**Exercise description**.
Report how many lines contain the word "outcomes" in the listing that follows. Give nothing besides the number.
== Segment start ==
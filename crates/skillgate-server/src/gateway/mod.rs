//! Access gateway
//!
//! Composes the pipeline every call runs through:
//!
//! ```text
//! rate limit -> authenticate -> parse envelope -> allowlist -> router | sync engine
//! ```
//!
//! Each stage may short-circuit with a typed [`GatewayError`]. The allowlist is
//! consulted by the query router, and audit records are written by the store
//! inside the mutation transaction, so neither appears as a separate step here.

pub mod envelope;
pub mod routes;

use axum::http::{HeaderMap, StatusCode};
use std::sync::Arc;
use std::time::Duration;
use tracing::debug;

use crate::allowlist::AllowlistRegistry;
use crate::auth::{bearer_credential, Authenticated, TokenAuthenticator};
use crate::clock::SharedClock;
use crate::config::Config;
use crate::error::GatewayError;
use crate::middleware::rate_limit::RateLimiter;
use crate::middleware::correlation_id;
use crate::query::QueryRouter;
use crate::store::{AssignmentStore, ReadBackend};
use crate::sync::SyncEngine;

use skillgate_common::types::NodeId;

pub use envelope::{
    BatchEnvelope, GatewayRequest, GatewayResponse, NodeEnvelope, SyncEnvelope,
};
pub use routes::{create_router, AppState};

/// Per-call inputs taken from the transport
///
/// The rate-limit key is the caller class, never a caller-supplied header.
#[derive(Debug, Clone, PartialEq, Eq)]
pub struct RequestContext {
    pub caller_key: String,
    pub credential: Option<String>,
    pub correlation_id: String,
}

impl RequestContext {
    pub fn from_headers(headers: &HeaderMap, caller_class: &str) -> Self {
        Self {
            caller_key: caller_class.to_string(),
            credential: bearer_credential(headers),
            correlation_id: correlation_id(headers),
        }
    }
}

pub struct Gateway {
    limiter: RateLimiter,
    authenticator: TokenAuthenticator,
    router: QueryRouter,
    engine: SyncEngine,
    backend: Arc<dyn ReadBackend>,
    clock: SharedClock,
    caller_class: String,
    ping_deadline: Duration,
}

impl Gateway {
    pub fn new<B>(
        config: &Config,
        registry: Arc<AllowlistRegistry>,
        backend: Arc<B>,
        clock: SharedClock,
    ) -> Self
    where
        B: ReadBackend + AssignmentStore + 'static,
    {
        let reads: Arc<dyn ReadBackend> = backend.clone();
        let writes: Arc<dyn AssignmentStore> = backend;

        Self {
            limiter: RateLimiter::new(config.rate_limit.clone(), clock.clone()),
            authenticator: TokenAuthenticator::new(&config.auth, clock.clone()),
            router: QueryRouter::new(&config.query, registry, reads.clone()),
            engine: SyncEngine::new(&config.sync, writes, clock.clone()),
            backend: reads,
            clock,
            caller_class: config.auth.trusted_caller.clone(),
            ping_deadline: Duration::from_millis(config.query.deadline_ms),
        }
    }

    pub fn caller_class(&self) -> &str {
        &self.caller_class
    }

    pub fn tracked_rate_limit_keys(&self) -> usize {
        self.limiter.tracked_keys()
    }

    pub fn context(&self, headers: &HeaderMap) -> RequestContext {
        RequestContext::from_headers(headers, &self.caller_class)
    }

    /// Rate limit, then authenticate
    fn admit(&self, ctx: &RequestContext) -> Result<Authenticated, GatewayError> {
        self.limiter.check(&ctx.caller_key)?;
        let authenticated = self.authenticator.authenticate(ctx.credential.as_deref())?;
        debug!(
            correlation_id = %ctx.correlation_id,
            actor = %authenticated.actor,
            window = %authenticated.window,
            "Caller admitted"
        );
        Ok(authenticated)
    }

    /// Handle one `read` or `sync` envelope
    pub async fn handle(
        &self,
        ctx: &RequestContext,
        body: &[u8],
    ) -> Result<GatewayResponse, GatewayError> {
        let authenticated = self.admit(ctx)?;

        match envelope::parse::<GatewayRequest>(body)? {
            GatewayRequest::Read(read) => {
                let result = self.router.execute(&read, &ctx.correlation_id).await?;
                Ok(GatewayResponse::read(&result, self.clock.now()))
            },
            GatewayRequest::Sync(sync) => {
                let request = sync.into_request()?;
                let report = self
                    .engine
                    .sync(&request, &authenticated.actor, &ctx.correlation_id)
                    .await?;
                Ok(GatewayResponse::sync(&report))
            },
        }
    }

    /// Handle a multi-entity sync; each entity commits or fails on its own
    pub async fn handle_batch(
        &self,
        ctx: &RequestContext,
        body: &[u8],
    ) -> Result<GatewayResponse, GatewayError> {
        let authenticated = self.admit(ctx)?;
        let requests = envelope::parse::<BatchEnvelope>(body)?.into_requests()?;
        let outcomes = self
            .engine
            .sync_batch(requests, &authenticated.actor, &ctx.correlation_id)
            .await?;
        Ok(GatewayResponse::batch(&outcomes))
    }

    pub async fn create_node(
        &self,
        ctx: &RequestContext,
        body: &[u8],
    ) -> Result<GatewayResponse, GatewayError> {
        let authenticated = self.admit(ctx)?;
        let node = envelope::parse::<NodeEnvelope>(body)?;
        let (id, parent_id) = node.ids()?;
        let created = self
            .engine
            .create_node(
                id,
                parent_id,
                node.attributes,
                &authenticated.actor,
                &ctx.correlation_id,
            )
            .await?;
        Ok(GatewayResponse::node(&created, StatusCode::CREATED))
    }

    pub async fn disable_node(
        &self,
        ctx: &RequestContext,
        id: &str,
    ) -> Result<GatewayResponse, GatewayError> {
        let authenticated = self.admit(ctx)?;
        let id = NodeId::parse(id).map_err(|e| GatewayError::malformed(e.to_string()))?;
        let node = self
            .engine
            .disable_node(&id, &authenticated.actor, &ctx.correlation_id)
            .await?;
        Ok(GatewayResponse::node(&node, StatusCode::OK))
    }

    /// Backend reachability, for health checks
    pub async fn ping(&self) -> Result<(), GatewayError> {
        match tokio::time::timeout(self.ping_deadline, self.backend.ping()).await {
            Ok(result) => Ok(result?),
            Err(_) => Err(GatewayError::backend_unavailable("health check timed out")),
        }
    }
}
== Segment end ==
== Segment start ==
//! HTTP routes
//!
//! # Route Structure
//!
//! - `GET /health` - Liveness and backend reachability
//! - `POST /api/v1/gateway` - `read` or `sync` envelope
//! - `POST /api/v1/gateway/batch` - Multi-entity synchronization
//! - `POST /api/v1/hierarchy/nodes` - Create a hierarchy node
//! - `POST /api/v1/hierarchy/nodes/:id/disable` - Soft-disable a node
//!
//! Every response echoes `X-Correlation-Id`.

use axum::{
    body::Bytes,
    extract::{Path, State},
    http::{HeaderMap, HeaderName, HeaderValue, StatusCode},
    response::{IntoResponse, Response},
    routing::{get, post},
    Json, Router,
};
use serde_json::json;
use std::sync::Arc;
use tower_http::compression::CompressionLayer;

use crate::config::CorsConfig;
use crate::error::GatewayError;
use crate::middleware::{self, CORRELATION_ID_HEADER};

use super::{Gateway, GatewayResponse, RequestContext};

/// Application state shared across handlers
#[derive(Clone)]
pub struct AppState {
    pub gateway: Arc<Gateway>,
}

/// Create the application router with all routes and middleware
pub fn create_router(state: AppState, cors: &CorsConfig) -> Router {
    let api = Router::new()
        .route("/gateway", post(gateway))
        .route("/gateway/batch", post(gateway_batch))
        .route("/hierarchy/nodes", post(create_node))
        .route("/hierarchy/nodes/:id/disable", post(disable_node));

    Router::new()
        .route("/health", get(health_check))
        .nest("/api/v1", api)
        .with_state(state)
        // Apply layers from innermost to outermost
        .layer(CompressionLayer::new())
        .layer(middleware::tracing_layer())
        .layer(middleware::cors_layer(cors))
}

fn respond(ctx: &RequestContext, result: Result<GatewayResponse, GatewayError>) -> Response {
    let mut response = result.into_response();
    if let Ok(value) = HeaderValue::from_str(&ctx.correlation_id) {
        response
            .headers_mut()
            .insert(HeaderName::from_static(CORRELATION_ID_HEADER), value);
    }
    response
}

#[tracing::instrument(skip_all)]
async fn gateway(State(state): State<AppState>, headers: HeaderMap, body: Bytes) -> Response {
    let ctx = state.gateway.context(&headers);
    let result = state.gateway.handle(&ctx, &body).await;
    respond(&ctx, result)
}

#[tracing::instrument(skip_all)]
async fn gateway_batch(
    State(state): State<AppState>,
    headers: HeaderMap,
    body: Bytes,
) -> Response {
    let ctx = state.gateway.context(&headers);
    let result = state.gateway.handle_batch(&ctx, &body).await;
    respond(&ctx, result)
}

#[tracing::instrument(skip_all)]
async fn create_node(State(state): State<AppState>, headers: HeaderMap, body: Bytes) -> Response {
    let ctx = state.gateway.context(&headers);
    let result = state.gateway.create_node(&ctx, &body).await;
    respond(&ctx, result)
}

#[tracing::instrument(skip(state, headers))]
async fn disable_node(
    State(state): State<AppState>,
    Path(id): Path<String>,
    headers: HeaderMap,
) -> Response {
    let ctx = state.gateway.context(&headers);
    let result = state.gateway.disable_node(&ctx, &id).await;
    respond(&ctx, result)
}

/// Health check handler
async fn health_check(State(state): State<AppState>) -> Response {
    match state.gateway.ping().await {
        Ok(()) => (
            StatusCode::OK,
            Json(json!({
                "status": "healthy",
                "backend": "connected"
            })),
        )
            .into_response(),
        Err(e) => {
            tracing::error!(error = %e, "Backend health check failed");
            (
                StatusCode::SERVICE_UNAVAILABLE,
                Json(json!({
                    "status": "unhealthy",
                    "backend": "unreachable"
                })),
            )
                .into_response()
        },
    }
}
== Segment end ==
**Written solution**.
2